== SUPPLIED RECORDS ==

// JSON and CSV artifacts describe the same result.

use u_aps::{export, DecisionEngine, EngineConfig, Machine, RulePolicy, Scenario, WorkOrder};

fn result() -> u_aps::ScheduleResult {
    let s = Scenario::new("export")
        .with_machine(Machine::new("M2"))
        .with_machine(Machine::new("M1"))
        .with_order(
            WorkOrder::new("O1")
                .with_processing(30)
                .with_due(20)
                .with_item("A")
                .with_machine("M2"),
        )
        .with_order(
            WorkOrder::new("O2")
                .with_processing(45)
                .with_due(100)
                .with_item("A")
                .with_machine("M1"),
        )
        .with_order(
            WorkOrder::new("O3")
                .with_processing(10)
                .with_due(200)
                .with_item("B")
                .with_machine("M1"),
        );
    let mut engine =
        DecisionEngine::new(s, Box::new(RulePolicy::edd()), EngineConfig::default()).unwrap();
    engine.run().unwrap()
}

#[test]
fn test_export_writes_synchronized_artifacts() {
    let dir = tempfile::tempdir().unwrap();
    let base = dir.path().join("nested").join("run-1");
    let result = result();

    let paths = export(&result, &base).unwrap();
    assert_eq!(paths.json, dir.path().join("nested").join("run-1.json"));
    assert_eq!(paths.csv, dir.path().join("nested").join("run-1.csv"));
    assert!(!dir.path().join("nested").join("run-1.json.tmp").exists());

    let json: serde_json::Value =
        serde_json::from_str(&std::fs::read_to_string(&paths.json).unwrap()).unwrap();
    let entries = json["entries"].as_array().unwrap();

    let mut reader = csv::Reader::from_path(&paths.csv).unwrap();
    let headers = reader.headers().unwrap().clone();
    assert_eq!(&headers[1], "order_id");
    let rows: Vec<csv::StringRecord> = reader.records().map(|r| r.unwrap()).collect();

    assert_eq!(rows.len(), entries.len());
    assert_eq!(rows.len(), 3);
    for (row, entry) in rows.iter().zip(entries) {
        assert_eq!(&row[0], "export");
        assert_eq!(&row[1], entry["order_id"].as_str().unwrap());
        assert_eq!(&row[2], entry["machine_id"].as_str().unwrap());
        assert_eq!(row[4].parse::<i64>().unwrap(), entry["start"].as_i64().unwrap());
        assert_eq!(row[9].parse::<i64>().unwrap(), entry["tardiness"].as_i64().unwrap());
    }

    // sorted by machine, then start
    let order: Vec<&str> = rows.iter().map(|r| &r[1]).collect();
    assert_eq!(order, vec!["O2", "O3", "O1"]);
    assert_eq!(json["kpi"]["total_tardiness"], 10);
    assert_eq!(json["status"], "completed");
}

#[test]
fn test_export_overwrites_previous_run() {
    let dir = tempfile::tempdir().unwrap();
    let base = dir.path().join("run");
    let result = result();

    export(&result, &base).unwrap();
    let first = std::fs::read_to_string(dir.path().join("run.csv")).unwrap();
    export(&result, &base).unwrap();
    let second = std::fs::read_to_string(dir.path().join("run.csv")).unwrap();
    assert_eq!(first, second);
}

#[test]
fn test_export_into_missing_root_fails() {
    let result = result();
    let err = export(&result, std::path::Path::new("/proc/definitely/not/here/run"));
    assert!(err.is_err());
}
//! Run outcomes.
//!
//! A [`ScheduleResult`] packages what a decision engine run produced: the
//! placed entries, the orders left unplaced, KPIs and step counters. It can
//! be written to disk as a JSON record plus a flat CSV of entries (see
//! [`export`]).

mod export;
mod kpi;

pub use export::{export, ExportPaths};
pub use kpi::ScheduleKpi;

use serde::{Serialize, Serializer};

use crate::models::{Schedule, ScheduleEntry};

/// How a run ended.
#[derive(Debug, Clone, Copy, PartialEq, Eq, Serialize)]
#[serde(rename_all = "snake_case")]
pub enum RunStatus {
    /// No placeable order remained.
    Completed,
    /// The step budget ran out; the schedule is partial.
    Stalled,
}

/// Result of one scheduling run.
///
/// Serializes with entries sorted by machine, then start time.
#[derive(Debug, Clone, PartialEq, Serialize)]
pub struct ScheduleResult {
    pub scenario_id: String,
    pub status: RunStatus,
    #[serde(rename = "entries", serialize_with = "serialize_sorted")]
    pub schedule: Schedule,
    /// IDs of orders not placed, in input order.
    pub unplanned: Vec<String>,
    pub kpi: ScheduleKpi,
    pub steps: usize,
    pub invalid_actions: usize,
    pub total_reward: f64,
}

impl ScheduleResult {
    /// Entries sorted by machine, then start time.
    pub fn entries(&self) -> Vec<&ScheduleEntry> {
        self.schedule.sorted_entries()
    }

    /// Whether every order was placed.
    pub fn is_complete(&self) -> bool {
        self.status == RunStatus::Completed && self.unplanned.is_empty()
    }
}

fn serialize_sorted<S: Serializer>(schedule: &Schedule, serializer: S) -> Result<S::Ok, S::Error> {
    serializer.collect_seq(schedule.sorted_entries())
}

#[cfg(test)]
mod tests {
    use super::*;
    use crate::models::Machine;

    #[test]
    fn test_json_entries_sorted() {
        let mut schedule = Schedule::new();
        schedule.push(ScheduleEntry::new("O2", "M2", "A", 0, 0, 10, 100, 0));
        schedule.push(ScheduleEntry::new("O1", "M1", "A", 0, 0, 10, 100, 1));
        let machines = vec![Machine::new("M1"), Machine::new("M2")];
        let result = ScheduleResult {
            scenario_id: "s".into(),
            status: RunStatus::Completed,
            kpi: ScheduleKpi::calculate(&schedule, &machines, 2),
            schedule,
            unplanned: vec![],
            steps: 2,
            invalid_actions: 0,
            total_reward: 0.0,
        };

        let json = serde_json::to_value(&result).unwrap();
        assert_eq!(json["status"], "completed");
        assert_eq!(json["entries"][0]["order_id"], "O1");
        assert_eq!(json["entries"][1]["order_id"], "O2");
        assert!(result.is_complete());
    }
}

===

**ACTIVITY**. Once you have read the entries above, copy them out exactly as they were given.

**WRITTEN REPLY**.
// JSON and CSV artifacts describe the same result.

use u_aps::{export, DecisionEngine, EngineConfig, Machine, RulePolicy, Scenario, WorkOrder};

fn result() -> u_aps::ScheduleResult {
    let s = Scenario::new("export")
        .with_machine(Machine::new("M2"))
        .with_machine(Machine::new("M1"))
        .with_order(
            WorkOrder::new("O1")
                .with_processing(30)
                .with_due(20)
                .with_item("A")
                .with_machine("M2"),
        )
        .with_order(
            WorkOrder::new("O2")
                .with_processing(45)
                .with_due(100)
                .with_item("A")
                .with_machine("M1"),
        )
        .with_order(
            WorkOrder::new("O3")
                .with_processing(10)
                .with_due(200)
                .with_item("B")
                .with_machine("M1"),
        );
    let mut engine =
        DecisionEngine::new(s, Box::new(RulePolicy::edd()), EngineConfig::default()).unwrap();
    engine.run().unwrap()
}

#[test]
fn test_export_writes_synchronized_artifacts() {
    let dir = tempfile::tempdir().unwrap();
    let base = dir.path().join("nested").join("run-1");
    let result = result();

    let paths = export(&result, &base).unwrap();
    assert_eq!(paths.json, dir.path().join("nested").join("run-1.json"));
    assert_eq!(paths.csv, dir.path().join("nested").join("run-1.csv"));
    assert!(!dir.path().join("nested").join("run-1.json.tmp").exists());

    let json: serde_json::Value =
        serde_json::from_str(&std::fs::read_to_string(&paths.json).unwrap()).unwrap();
    let entries = json["entries"].as_array().unwrap();

    let mut reader = csv::Reader::from_path(&paths.csv).unwrap();
    let headers = reader.headers().unwrap().clone();
    assert_eq!(&headers[1], "order_id");
    let rows: Vec<csv::StringRecord> = reader.records().map(|r| r.unwrap()).collect();

    assert_eq!(rows.len(), entries.len());
    assert_eq!(rows.len(), 3);
    for (row, entry) in rows.iter().zip(entries) {
        assert_eq!(&row[0], "export");
        assert_eq!(&row[1], entry["order_id"].as_str().unwrap());
        assert_eq!(&row[2], entry["machine_id"].as_str().unwrap());
        assert_eq!(row[4].parse::<i64>().unwrap(), entry["start"].as_i64().unwrap());
        assert_eq!(row[9].parse::<i64>().unwrap(), entry["tardiness"].as_i64().unwrap());
    }

    // sorted by machine, then start
    let order: Vec<&str> = rows.iter().map(|r| &r[1]).collect();
    assert_eq!(order, vec!["O2", "O3", "O1"]);
    assert_eq!(json["kpi"]["total_tardiness"], 10);
    assert_eq!(json["status"], "completed");
}

#[test]
fn test_export_overwrites_previous_run() {
    let dir = tempfile::tempdir().unwrap();
    let base = dir.path().join("run");
    let result = result();

    export(&result, &base).unwrap();
    let first = std::fs::read_to_string(dir.path().join("run.csv")).unwrap();
    export(&result, &base).unwrap();
    let second = std::fs::read_to_string(dir.path().join("run.csv")).unwrap();
    assert_eq!(first, second);
}

#[test]
fn test_export_into_missing_root_fails() {
    let result = result();
    let err = export(&result, std::path::Path::new("/proc/definitely/not/here/run"));
    assert!(err.is_err());
}
//! Run outcomes.
//!
//! A [`ScheduleResult`] packages what a decision engine run produced: the
//! placed entries, the orders left unplaced, KPIs and step counters. It can
//! be written to disk as a JSON record plus a flat CSV of entries (see
//! [`export`]).

mod export;
mod kpi;

pub use export::{export, ExportPaths};
pub use kpi::ScheduleKpi;

use serde::{Serialize, Serializer};

use crate::models::{Schedule, ScheduleEntry};

/// How a run ended.
#[derive(Debug, Clone, Copy, PartialEq, Eq, Serialize)]
#[serde(rename_all = "snake_case")]
pub enum RunStatus {
    /// No placeable order remained.
    Completed,
    /// The step budget ran out; the schedule is partial.
    Stalled,
}

/// Result of one scheduling run.
///
/// Serializes with entries sorted by machine, then start time.
#[derive(Debug, Clone, PartialEq, Serialize)]
pub struct ScheduleResult {
    pub scenario_id: String,
    pub status: RunStatus,
    #[serde(rename = "entries", serialize_with = "serialize_sorted")]
    pub schedule: Schedule,
    /// IDs of orders not placed, in input order.
    pub unplanned: Vec<String>,
    pub kpi: ScheduleKpi,
    pub steps: usize,
    pub invalid_actions: usize,
    pub total_reward: f64,
}

impl ScheduleResult {
    /// Entries sorted by machine, then start time.
    pub fn entries(&self) -> Vec<&ScheduleEntry> {
        self.schedule.sorted_entries()
    }

    /// Whether every order was placed.
    pub fn is_complete(&self) -> bool {
        self.status == RunStatus::Completed && self.unplanned.is_empty()
    }
}

fn serialize_sorted<S: Serializer>(schedule: &Schedule, serializer: S) -> Result<S::Ok, S::Error> {
    serializer.collect_seq(schedule.sorted_entries())
}

#[cfg(test)]
mod tests {
    use super::*;
    use crate::models::Machine;

    #[test]
    fn test_json_entries_sorted() {
        let mut schedule = Schedule::new();
        schedule.push(ScheduleEntry::new("O2", "M2", "A", 0, 0, 10, 100, 0));
        schedule.push(ScheduleEntry::new("O1", "M1", "A", 0, 0, 10, 100, 1));
        let machines = vec![Machine::new("M1"), Machine::new("M2")];
        let result = ScheduleResult {
            scenario_id: "s".into(),
            status: RunStatus::Completed,
            kpi: ScheduleKpi::calculate(&schedule, &machines, 2),
            schedule,
            unplanned: vec![],
            steps: 2,
            invalid_actions: 0,
            total_reward: 0.0,
        };

        let json = serde_json::to_value(&result).unwrap();
        assert_eq!(json["status"], "completed");
        assert_eq!(json["entries"][0]["order_id"], "O1");
        assert_eq!(json["entries"][1]["order_id"], "O2");
        assert!(result.is_complete());
    }
}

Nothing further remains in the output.